I really appreciate the thoughtful responses
It takes a while to develop the technique to shoot at longer focal lengths. I had the same experience when I first purchased a Tamron 150-600. It took a while to figure things out. But it was a low cost way to learn and I later moved to the EF 100-400 L II with extenders at a much greater cost, but with better results. When I purchased the RF800, there was another learning curve and again when I added the RF 1.4x.

If you are sure that you want to shoot at longer focal lengths eventually, the the RF 100-500 will reward you over time. If you aren't sure, then try one of the other paths that @unfocused suggested. I'd be partial to the RF 100-400 myself - it is has I was looking for when I got the Tamron. Depending on your needs, you can get the 100-500 later or take the lower cost path I did with the 800 and keep the RF 100-400 which I also have.

And I second @AlanF suggestion to get some good software to detail with noise and practice with it. I'm a long term DxO user using PL5 now.

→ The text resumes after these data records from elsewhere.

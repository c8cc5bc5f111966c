//! Customer command endpoints.
//!
//! Each handler runs one saga. A completed saga answers with its
//! [`SagaResult`]; anything else becomes an [`ApiError::SagaFailed`].

use std::sync::Arc;

use axum::Json;
use axum::extract::{Path, State};
use axum::http::StatusCode;
use axum::response::{IntoResponse, Response};
use customer::{
    CustomerCommandService, PreferredChannelCommand, RegisterAddressCommand,
    RegisterCustomerCommand, RegisterEmailCommand, RegisterPhoneCommand, UpdateNameCommand,
};
use saga::SagaResult;
use serde::Deserialize;

use crate::error::ApiError;

/// Shared application state accessible from all handlers.
pub struct AppState {
    pub service: CustomerCommandService,
}

type Shared = State<Arc<AppState>>;

#[derive(Deserialize)]
#[serde(rename_all = "camelCase")]
pub struct UpdateNameRequest {
    pub new_name: String,
}

fn respond(result: SagaResult, success: StatusCode) -> Result<Response, ApiError> {
    if !result.is_completed() {
        return Err(result.into());
    }
    if success == StatusCode::NO_CONTENT {
        return Ok(success.into_response());
    }
    Ok((success, Json(result)).into_response())
}

/// POST /api/v1/customers
#[tracing::instrument(skip(state, cmd))]
pub async fn register(
    State(state): Shared,
    Json(cmd): Json<RegisterCustomerCommand>,
) -> Result<Response, ApiError> {
    let result = state.service.register(cmd).await?;
    respond(result, StatusCode::NO_CONTENT)
}

/// PATCH /api/v1/customers/{party_id}/name
#[tracing::instrument(skip(state, req))]
pub async fn update_name(
    State(state): Shared,
    Path(party_id): Path<i64>,
    Json(req): Json<UpdateNameRequest>,
) -> Result<Response, ApiError> {
    if req.new_name.trim().is_empty() {
        return Err(ApiError::BadRequest("newName must not be empty".into()));
    }
    let cmd = UpdateNameCommand {
        party_id,
        new_name: req.new_name,
    };
    let result = state.service.update_name(cmd).await?;
    respond(result, StatusCode::OK)
}

/// POST /api/v1/customers/{party_id}/addresses
#[tracing::instrument(skip(state, cmd))]
pub async fn add_address(
    State(state): Shared,
    Path(party_id): Path<i64>,
    Json(cmd): Json<RegisterAddressCommand>,
) -> Result<Response, ApiError> {
    let result = state.service.add_address(party_id, cmd).await?;
    respond(result, StatusCode::CREATED)
}

/// PATCH /api/v1/customers/{party_id}/addresses/{address_id}
#[tracing::instrument(skip(state, cmd))]
pub async fn update_address(
    State(state): Shared,
    Path((party_id, address_id)): Path<(i64, i64)>,
    Json(cmd): Json<RegisterAddressCommand>,
) -> Result<Response, ApiError> {
    let result = state
        .service
        .update_address(party_id, address_id, cmd)
        .await?;
    respond(result, StatusCode::OK)
}

/// DELETE /api/v1/customers/{party_id}/addresses/{address_id}
#[tracing::instrument(skip(state))]
pub async fn remove_address(
    State(state): Shared,
    Path((party_id, address_id)): Path<(i64, i64)>,
) -> Result<Response, ApiError> {
    let result = state.service.remove_address(party_id, address_id).await?;
    respond(result, StatusCode::OK)
}

/// POST /api/v1/customers/{party_id}/emails
#[tracing::instrument(skip(state, cmd))]
pub async fn add_email(
    State(state): Shared,
    Path(party_id): Path<i64>,
    Json(cmd): Json<RegisterEmailCommand>,
) -> Result<Response, ApiError> {
    let result = state.service.add_email(party_id, cmd).await?;
    respond(result, StatusCode::CREATED)
}

/// DELETE /api/v1/customers/{party_id}/emails/{email_id}
#[tracing::instrument(skip(state))]
pub async fn remove_email(
    State(state): Shared,
    Path((party_id, email_id)): Path<(i64, i64)>,
) -> Result<Response, ApiError> {
    let result = state.service.remove_email(party_id, email_id).await?;
    respond(result, StatusCode::OK)
}

/// POST /api/v1/customers/{party_id}/phones
#[tracing::instrument(skip(state, cmd))]
pub async fn add_phone(
    State(state): Shared,
    Path(party_id): Path<i64>,
    Json(cmd): Json<RegisterPhoneCommand>,
) -> Result<Response, ApiError> {
    let result = state.service.add_phone(party_id, cmd).await?;
    respond(result, StatusCode::CREATED)
}

/// DELETE /api/v1/customers/{party_id}/phones/{phone_id}
#[tracing::instrument(skip(state))]
pub async fn remove_phone(
    State(state): Shared,
    Path((party_id, phone_id)): Path<(i64, i64)>,
) -> Result<Response, ApiError> {
    let result = state.service.remove_phone(party_id, phone_id).await?;
    respond(result, StatusCode::OK)
}

/// POST /api/v1/customers/{party_id}/preferred-channel
#[tracing::instrument(skip(state, cmd))]
pub async fn set_preferred_channel(
    State(state): Shared,
    Path(party_id): Path<i64>,
    Json(cmd): Json<PreferredChannelCommand>,
) -> Result<Response, ApiError> {
    if cmd.email_id.is_none() && cmd.phone_id.is_none() {
        return Err(ApiError::BadRequest(
            "one of emailId or phoneId is required".into(),
        ));
    }
    let result = state.service.set_preferred_channel(party_id, cmd).await?;
    respond(result, StatusCode::OK)
}

/// POST /api/v1/customers/{party_id}/dormant
#[tracing::instrument(skip(state))]
pub async fn mark_dormant(
    State(state): Shared,
    Path(party_id): Path<i64>,
) -> Result<Response, ApiError> {
    respond(state.service.mark_dormant(party_id).await?, StatusCode::OK)
}

/// POST /api/v1/customers/{party_id}/reactivate
#[tracing::instrument(skip(state))]
pub async fn reactivate(
    State(state): Shared,
    Path(party_id): Path<i64>,
) -> Result<Response, ApiError> {
    respond(state.service.reactivate(party_id).await?, StatusCode::OK)
}

/// POST /api/v1/customers/{party_id}/deceased
#[tracing::instrument(skip(state))]
pub async fn mark_deceased(
    State(state): Shared,
    Path(party_id): Path<i64>,
) -> Result<Response, ApiError> {
    respond(state.service.mark_deceased(party_id).await?, StatusCode::OK)
}

/// POST /api/v1/customers/{party_id}/closure-request
#[tracing::instrument(skip(state))]
pub async fn request_closure(
    State(state): Shared,
    Path(party_id): Path<i64>,
) -> Result<Response, ApiError> {
    respond(state.service.request_closure(party_id).await?, StatusCode::OK)
}

/// POST /api/v1/customers/{party_id}/confirm-closure
#[tracing::instrument(skip(state))]
pub async fn confirm_closure(
    State(state): Shared,
    Path(party_id): Path<i64>,
) -> Result<Response, ApiError> {
    respond(state.service.confirm_closure(party_id).await?, StatusCode::OK)
}

/// POST /api/v1/customers/{party_id}/lock
#[tracing::instrument(skip(state))]
pub async fn lock_profile(
    State(state): Shared,
    Path(party_id): Path<i64>,
) -> Result<Response, ApiError> {
    respond(state.service.lock_profile(party_id).await?, StatusCode::OK)
}

/// POST /api/v1/customers/{party_id}/unlock
#[tracing::instrument(skip(state))]
pub async fn unlock_profile(
    State(state): Shared,
    Path(party_id): Path<i64>,
) -> Result<Response, ApiError> {
    respond(state.service.unlock_profile(party_id).await?, StatusCode::OK)
}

I really appreciate the thoughtful responses you provided. It'm also thinking I should persevere and accept there is a learning curve shooting with the longer focal length. I think I also need to embrace cropping as required and consider upscaling my images if I want to print. Do you think the 100-500 is a reasonable replacement for the EF 70-200 2.8 L? I realize I'll lose the 70-100 focal range but a one loss stop of light seems like a reasonable trade-off. The plan was to sell this older EF lens to partially fund the purchase of the RF 100-500. I'll obviously wait before selling and test but I wonder how you might react to the idea? Popular opinion seems to be that the RF 100-500 is the sharpest and best native option for my R body short of shelling out substantially more cash. II'm sure there's a lot of folks out there that would love to have it and I'm lucky. First world problems...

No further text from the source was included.